Correction: A previous version of this article misstated the number of employees laid off by Motional.
Motional and Uber plan to launch a public robotaxi service in Las Vegas next year, the companies announced in a press release Wednesday. Motional is a joint autonomous vehicle venture between Hyundai and automotive technology supplier Aptiv.
It will be the first service available under the companies’ October agreement to roll out autonomous ride-hailing and delivery services in U.S. cities over the next decade. Motional and Uber are launching the service with human drivers and plan to go driverless in 2023. The companies aim to establish a similar service in Los Angeles but didn’t specify a date.

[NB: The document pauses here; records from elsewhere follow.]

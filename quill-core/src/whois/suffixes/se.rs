//! Internetstiftelsen (.se, .nu).

use crate::whois::rules::{RuleSpec, Transform};
use crate::whois::ruleset::{FieldDelta, SuffixRules};

pub static SE: SuffixRules = SuffixRules {
    registry: "Internetstiftelsen",
    suffixes: &["se", "nu"],
    fields: &[
        FieldDelta::replace(
            "domain_name",
            &[RuleSpec::text(r"^domain:[ \t]*(.+)").transform(Transform::Lowercase)],
        ),
        FieldDelta::replace("registrant_name", &[RuleSpec::text(r"^holder:[ \t]*(.+)")]),
        FieldDelta::replace("creation_date", &[RuleSpec::date(r"^created:[ \t]*(.+)")]),
        FieldDelta::replace("updated_date", &[RuleSpec::date(r"^modified:[ \t]*(.+)")]),
        FieldDelta::replace("expiration_date", &[RuleSpec::date(r"^expires:[ \t]*(.+)")]),
        FieldDelta::replace("transfer_date", &[RuleSpec::date(r"^transferred:[ \t]*(.+)")]),
        FieldDelta::replace(
            "name_servers",
            &[RuleSpec::text(r"^nserver:[ \t]*(.+)").transform(Transform::Hostname)],
        ),
        FieldDelta::replace("dnssec", &[RuleSpec::text(r"^dnssec:[ \t]*(.+)")]),
        FieldDelta::replace("status", &[RuleSpec::text(r"^status:[ \t]*(.+)")]),
        FieldDelta::replace("domain_state", &[RuleSpec::text(r"^state:[ \t]*(.+)")]),
        FieldDelta::replace("registry_lock", &[RuleSpec::text(r"^registry-lock:[ \t]*(.+)")]),
        FieldDelta::replace("registrar", &[RuleSpec::text(r"^registrar:[ \t]*(.+)")]),
    ],
};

Uber will not charge riders until the driverless service launches, Reuters first reported
“Today, Motional becomes the first AV company to conduct all-electric autonomous rides on the Uber network for public passengers,” said Akshay Jaising, Motional’s vice president of commercialization, in a press release. “Las Vegas is the first of many cities in which Motional’s AVs will become an everyday transportation option for Uber customers.”
Earlier this year, Motional and Uber Eats paired up to test autonomous deliveries in Santa Monica, California. The latest endeavor builds on that partnership and Motional’s prior AV development.

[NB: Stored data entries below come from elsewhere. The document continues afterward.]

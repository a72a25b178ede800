//! Date normalization for WHOIS date fields.
//!
//! Registries print dates in whatever format their software was written
//! with. [`normalize`] reconciles them into a UTC `DateTime` by trying a
//! fixed list of templates in order; the first template that consumes the
//! whole fragment wins. Day-first numeric formats are tried before the
//! month-first reading, and formats with a four-digit leading year before
//! both, so `10-05-2018` reads as 10 May 2018 while `04/14/2008`, which
//! has no day-first reading, still resolves to 14 April.

use chrono::{DateTime, FixedOffset, NaiveDate, NaiveDateTime, NaiveTime, TimeZone, Utc};
use once_cell::sync::Lazy;
use regex::Regex;

/// Named zone abbreviations seen in WHOIS output, with their UTC offset in hours.
const ZONES: &[(&str, i32)] = &[
    ("UTC", 0),
    ("GMT", 0),
    ("UT", 0),
    ("WET", 0),
    ("WEST", 1),
    ("BST", 1),
    ("CET", 1),
    ("CEST", 2),
    ("EET", 2),
    ("EEST", 3),
    ("MSK", 3),
    ("HKT", 8),
    ("SGT", 8),
    ("JST", 9),
    ("KST", 9),
    ("AEST", 10),
    ("AEDT", 11),
    ("EST", -5),
    ("EDT", -4),
    ("CST", -6),
    ("CDT", -5),
    ("MST", -7),
    ("MDT", -6),
    ("PST", -8),
    ("PDT", -7),
];

static ZONE_PATTERN: Lazy<Regex> = Lazy::new(|| {
    let names: Vec<&str> = ZONES.iter().map(|(name, _)| *name).collect();
    Regex::new(&format!(r"\s*\(?\b({})\b\)?", names.join("|"))).expect("Invalid zone regex")
});

static WHITESPACE: Lazy<Regex> =
    Lazy::new(|| Regex::new(r"\s+").expect("Invalid whitespace regex"));

/// Years outside this range come from misreading a short numeric field.
const YEAR_RANGE: std::ops::RangeInclusive<i32> = 1900..=9999;

#[derive(Debug, Clone, Copy)]
enum Template {
    /// RFC 3339 with `Z` or a numeric offset.
    Rfc3339,
    /// RFC 2822 with a numeric offset.
    Rfc2822,
    /// Format carrying its own `%z` offset.
    Offset(&'static str),
    /// Format with a time component, zone supplied separately.
    DateTime(&'static str),
    /// Format with a date only; time is midnight.
    Date(&'static str),
    /// Eight digits, `YYYYMMDD`, optionally followed by `HH:MM:SS`.
    Compact,
}

/// Templates in the order they are tried.
const TEMPLATES: &[Template] = &[
    Template::Rfc3339,
    Template::Offset("%Y-%m-%dT%H:%M:%S%z"),
    Template::Offset("%Y-%m-%d %H:%M:%S %z"),
    Template::DateTime("%Y-%m-%dT%H:%M:%S%.f"),
    Template::DateTime("%Y-%m-%d %H:%M:%S%.fZ"),
    Template::DateTime("%Y-%m-%d %H:%M:%S%.f"),
    Template::Date("%Y-%m-%d"),
    Template::Date("%d-%b-%Y"),
    Template::Date("%d-%B-%Y"),
    Template::DateTime("%d-%b-%Y %H:%M:%S"),
    Template::Date("%d-%m-%Y"),
    Template::Date("%m-%d-%Y"),
    Template::DateTime("%d.%m.%Y %H:%M:%S"),
    Template::Date("%d.%m.%Y"),
    Template::DateTime("%Y.%m.%d %H:%M:%S"),
    Template::Date("%Y.%m.%d"),
    Template::Date("%Y. %m. %d."),
    Template::DateTime("%Y/%m/%d %H:%M:%S"),
    Template::Date("%Y/%m/%d"),
    Template::DateTime("%d/%m/%Y %H:%M:%S%.f"),
    Template::Date("%d/%m/%Y"),
    Template::DateTime("%m/%d/%Y %H:%M:%S"),
    Template::Date("%m/%d/%Y"),
    Template::Compact,
    Template::Rfc2822,
    Template::DateTime("%a, %d %b %Y %H:%M:%S"),
    Template::DateTime("%a %b %d %H:%M:%S %Y"),
    Template::Date("%a %b %d %Y"),
    Template::DateTime("%d %b %Y %H:%M:%S"),
    Template::Date("%d %B %Y"),
    Template::Date("%d %b %Y"),
    Template::Date("%B %d %Y"),
    Template::Date("%B %d, %Y"),
    Template::Date("%b %d %Y"),
];

/// Normalizes a WHOIS date fragment into a UTC date-time.
///
/// A template whose result falls outside the supported year range counts as
/// a miss. Returns `None` when no template matches; callers drop the value.
pub fn normalize(fragment: &str) -> Option<DateTime<Utc>> {
    let (cleaned, offset) = strip_zone(fragment.trim());
    if cleaned.is_empty() {
        return None;
    }

    TEMPLATES.iter().find_map(|template| {
        apply(*template, &cleaned, offset)
            .filter(|dt| YEAR_RANGE.contains(&chrono::Datelike::year(dt)))
    })
}

/// Removes a named zone from the fragment and returns its offset.
fn strip_zone(fragment: &str) -> (String, Option<FixedOffset>) {
    let mut offset = None;
    let stripped = ZONE_PATTERN.replace(fragment, |caps: &regex::Captures<'_>| {
        offset = ZONES
            .iter()
            .find(|(name, _)| *name == &caps[1])
            .and_then(|(_, hours)| FixedOffset::east_opt(hours * 3600));
        " "
    });
    let cleaned = WHITESPACE.replace_all(stripped.trim(), " ").into_owned();
    (cleaned, offset)
}

fn apply(template: Template, text: &str, offset: Option<FixedOffset>) -> Option<DateTime<Utc>> {
    match template {
        Template::Rfc3339 => DateTime::parse_from_rfc3339(text)
            .ok()
            .map(|dt| dt.with_timezone(&Utc)),
        Template::Rfc2822 => DateTime::parse_from_rfc2822(text)
            .ok()
            .map(|dt| dt.with_timezone(&Utc)),
        Template::Offset(fmt) => DateTime::parse_from_str(text, fmt)
            .ok()
            .map(|dt| dt.with_timezone(&Utc)),
        Template::DateTime(fmt) => NaiveDateTime::parse_from_str(text, fmt)
            .ok()
            .and_then(|naive| localize(naive, offset)),
        Template::Date(fmt) => NaiveDate::parse_from_str(text, fmt)
            .ok()
            .and_then(|date| localize(date.and_hms_opt(0, 0, 0)?, offset)),
        Template::Compact => {
            let digits = text.get(..8)?;
            if !digits.bytes().all(|b| b.is_ascii_digit()) {
                return None;
            }
            let date = NaiveDate::from_ymd_opt(
                digits[..4].parse().ok()?,
                digits[4..6].parse().ok()?,
                digits[6..].parse().ok()?,
            )?;
            let rest = text[8..].trim();
            let time = if rest.is_empty() {
                NaiveTime::from_hms_opt(0, 0, 0)?
            } else if text[8..].starts_with(' ') {
                NaiveTime::parse_from_str(rest, "%H:%M:%S").ok()?
            } else {
                return None;
            };
            localize(date.and_time(time), offset)
        }
    }
}

fn localize(naive: NaiveDateTime, offset: Option<FixedOffset>) -> Option<DateTime<Utc>> {
    match offset {
        Some(offset) => offset
            .from_local_datetime(&naive)
            .single()
            .map(|dt| dt.with_timezone(&Utc)),
        None => Some(naive.and_utc()),
    }
}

“Motional is uniquely experienced in deploying AVs for ride-hail, having operated a public robotaxi service in Las Vegas for five years,” the company said in a press release.
Motional and Lyft, an Uber competitor, have been testing autonomous rides in Las Vegas since 2018, with plans to launch a fully driverless service in 2023. Lyft also is piloting driverless ride-hailing services in Austin, Texas, and Miami. Meanwhile, Waymo, a subsidiary of Google parent company Alphabet, is offering driverless rides in Phoenix and San Francisco. Cruise, part of General Motors, also offers AV ride-hailing in San Francisco, although the roll-out of that service has been bumpy, with reports of stranded vehicles and other incidents in its first month.
Despite ongoing testing, the AV industry has struggled this year. Motional laid off a "small number" of its 1,500 workers last week, a company spokesperson said in an email, and Argo AI shuttered in October after its two largest investors, Ford Motor Co. and Volkswagen AG, walked away.
Uber had developed its own AVs but shuttered the Arizona-based program after one of the company’s vehicles struck and killed a pedestrian.